Source information:
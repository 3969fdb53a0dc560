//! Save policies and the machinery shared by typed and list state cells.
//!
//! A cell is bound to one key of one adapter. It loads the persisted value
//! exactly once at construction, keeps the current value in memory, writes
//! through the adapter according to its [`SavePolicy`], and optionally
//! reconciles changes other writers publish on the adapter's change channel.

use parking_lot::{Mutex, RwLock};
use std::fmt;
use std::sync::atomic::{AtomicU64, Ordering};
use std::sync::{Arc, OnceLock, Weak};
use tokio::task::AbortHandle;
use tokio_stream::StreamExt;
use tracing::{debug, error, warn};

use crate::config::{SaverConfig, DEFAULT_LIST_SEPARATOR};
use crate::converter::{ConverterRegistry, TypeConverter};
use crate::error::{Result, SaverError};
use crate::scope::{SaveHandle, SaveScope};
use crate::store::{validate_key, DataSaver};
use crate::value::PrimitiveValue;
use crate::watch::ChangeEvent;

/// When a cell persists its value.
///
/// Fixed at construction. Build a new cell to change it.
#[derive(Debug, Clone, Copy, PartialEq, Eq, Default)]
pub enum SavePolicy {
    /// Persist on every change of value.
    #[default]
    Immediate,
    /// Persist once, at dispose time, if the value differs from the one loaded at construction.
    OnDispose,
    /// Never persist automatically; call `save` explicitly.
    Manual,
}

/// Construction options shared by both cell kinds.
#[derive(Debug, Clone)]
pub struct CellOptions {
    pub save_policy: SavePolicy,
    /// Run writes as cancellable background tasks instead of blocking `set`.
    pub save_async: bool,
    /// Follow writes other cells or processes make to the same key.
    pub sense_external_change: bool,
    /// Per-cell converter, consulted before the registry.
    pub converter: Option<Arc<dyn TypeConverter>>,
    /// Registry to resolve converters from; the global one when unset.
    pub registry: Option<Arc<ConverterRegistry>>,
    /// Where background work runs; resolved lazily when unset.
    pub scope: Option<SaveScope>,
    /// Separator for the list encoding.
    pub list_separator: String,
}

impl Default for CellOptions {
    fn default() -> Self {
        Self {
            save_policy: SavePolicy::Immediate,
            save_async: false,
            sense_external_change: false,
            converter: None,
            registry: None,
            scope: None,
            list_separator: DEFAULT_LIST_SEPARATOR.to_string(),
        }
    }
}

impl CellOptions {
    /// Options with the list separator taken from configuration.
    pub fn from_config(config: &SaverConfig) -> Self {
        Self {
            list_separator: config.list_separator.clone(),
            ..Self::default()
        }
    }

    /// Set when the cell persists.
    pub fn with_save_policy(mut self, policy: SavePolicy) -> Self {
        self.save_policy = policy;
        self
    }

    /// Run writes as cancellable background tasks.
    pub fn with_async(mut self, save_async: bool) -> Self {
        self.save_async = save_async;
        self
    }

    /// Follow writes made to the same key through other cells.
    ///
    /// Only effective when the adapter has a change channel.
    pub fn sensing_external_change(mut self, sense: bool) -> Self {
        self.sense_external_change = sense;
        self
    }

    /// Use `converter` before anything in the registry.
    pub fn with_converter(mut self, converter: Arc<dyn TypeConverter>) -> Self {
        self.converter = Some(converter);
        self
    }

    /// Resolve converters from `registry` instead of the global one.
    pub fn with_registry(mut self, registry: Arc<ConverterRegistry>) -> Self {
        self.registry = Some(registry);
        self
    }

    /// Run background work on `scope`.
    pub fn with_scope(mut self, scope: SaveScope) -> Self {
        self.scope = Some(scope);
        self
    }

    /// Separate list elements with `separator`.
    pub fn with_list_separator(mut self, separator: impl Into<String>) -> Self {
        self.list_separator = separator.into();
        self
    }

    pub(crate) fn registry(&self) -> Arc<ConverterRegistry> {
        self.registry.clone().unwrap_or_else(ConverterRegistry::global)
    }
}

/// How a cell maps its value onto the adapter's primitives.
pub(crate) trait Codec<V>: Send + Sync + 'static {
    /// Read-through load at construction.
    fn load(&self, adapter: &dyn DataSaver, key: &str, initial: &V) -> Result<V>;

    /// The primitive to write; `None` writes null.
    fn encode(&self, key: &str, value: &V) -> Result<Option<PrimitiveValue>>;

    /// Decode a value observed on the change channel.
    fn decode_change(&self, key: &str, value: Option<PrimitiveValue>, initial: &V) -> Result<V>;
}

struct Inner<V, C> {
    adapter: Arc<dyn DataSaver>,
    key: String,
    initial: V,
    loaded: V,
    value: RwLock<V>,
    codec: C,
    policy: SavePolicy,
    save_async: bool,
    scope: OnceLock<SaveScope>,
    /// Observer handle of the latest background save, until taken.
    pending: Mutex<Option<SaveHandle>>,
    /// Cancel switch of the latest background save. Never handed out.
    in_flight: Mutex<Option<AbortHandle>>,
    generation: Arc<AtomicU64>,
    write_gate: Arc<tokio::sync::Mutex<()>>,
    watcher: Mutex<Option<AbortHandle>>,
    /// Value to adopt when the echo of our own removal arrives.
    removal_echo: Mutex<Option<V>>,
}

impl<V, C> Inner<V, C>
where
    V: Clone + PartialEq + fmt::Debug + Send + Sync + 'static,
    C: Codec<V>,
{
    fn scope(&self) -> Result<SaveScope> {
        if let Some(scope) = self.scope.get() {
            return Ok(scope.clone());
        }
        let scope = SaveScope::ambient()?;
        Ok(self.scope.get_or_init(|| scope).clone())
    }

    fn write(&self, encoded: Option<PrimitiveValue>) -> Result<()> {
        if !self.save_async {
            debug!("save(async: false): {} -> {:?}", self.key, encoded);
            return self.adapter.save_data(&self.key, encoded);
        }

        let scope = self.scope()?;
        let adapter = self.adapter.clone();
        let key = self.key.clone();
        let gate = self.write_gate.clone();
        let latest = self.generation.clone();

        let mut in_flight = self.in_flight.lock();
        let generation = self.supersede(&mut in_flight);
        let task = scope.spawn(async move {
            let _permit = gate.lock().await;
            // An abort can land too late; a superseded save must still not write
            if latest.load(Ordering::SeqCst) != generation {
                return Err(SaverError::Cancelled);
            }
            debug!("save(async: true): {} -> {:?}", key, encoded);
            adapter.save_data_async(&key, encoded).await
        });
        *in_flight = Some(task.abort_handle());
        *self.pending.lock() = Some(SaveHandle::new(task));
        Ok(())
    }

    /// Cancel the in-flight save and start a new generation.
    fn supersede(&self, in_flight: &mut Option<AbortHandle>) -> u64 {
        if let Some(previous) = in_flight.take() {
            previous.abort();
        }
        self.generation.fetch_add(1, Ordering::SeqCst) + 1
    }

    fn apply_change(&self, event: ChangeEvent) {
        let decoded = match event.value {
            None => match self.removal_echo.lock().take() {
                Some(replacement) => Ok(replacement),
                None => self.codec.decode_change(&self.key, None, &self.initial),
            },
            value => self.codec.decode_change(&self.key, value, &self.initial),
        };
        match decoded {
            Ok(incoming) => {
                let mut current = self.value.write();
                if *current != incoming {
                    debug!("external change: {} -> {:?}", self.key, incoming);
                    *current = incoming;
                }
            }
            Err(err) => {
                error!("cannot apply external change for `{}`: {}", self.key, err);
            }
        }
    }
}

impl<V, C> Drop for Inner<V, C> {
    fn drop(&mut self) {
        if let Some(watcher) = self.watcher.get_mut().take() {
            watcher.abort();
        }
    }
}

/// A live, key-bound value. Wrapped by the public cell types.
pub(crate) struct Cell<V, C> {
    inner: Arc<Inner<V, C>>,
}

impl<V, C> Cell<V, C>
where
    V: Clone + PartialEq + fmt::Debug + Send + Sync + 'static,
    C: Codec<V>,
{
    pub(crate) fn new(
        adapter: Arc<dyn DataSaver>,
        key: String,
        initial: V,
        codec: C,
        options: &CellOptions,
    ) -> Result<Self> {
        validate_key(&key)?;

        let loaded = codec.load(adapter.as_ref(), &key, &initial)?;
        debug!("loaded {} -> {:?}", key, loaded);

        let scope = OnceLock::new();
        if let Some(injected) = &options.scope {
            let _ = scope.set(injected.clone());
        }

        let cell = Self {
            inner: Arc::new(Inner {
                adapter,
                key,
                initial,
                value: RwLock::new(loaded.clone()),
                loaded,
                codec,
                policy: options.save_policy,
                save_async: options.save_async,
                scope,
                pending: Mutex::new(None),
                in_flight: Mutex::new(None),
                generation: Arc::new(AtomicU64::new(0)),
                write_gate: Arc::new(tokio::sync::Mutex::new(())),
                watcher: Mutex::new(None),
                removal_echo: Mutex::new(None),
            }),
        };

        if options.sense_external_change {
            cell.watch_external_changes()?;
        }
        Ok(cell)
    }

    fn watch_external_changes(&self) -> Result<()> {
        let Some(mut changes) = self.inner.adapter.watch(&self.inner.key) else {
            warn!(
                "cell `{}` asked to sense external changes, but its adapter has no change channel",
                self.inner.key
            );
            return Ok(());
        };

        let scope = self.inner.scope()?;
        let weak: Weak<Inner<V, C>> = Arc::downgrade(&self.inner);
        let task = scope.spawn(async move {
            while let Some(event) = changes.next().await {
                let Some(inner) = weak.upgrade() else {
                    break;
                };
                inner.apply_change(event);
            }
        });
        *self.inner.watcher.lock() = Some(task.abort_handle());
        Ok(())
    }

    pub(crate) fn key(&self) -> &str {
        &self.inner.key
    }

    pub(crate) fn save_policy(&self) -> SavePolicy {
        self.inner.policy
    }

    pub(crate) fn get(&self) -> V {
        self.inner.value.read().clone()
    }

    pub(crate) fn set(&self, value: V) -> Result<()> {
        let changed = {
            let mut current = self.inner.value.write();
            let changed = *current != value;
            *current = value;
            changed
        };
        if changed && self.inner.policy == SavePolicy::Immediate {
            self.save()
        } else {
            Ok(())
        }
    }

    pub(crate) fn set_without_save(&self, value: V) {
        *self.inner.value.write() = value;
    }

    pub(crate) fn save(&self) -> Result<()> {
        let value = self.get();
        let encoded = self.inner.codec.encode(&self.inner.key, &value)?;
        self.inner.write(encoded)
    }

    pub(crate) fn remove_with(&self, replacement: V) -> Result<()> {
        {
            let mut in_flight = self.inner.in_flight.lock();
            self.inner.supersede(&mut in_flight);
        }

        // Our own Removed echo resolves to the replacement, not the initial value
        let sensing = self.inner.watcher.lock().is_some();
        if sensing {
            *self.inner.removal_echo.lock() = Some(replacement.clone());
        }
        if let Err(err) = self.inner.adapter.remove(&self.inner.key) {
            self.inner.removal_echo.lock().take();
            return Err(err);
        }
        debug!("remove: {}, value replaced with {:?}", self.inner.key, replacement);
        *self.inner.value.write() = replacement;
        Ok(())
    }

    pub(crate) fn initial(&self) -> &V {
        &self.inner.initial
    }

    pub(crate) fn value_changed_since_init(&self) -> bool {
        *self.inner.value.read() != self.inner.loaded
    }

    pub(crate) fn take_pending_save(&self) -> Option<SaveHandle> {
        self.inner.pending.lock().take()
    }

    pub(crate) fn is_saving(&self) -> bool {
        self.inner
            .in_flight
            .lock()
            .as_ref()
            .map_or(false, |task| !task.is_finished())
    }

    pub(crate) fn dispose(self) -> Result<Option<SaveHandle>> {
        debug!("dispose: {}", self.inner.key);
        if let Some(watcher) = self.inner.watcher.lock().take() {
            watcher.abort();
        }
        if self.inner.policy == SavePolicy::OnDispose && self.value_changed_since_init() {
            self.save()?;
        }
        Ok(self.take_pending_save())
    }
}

What the task requires:
Read through the listing and copy each line in which the word "derive" occurs.

Your response:
#[derive(Debug, Clone, Copy, PartialEq, Eq, Default)]
#[derive(Debug, Clone)]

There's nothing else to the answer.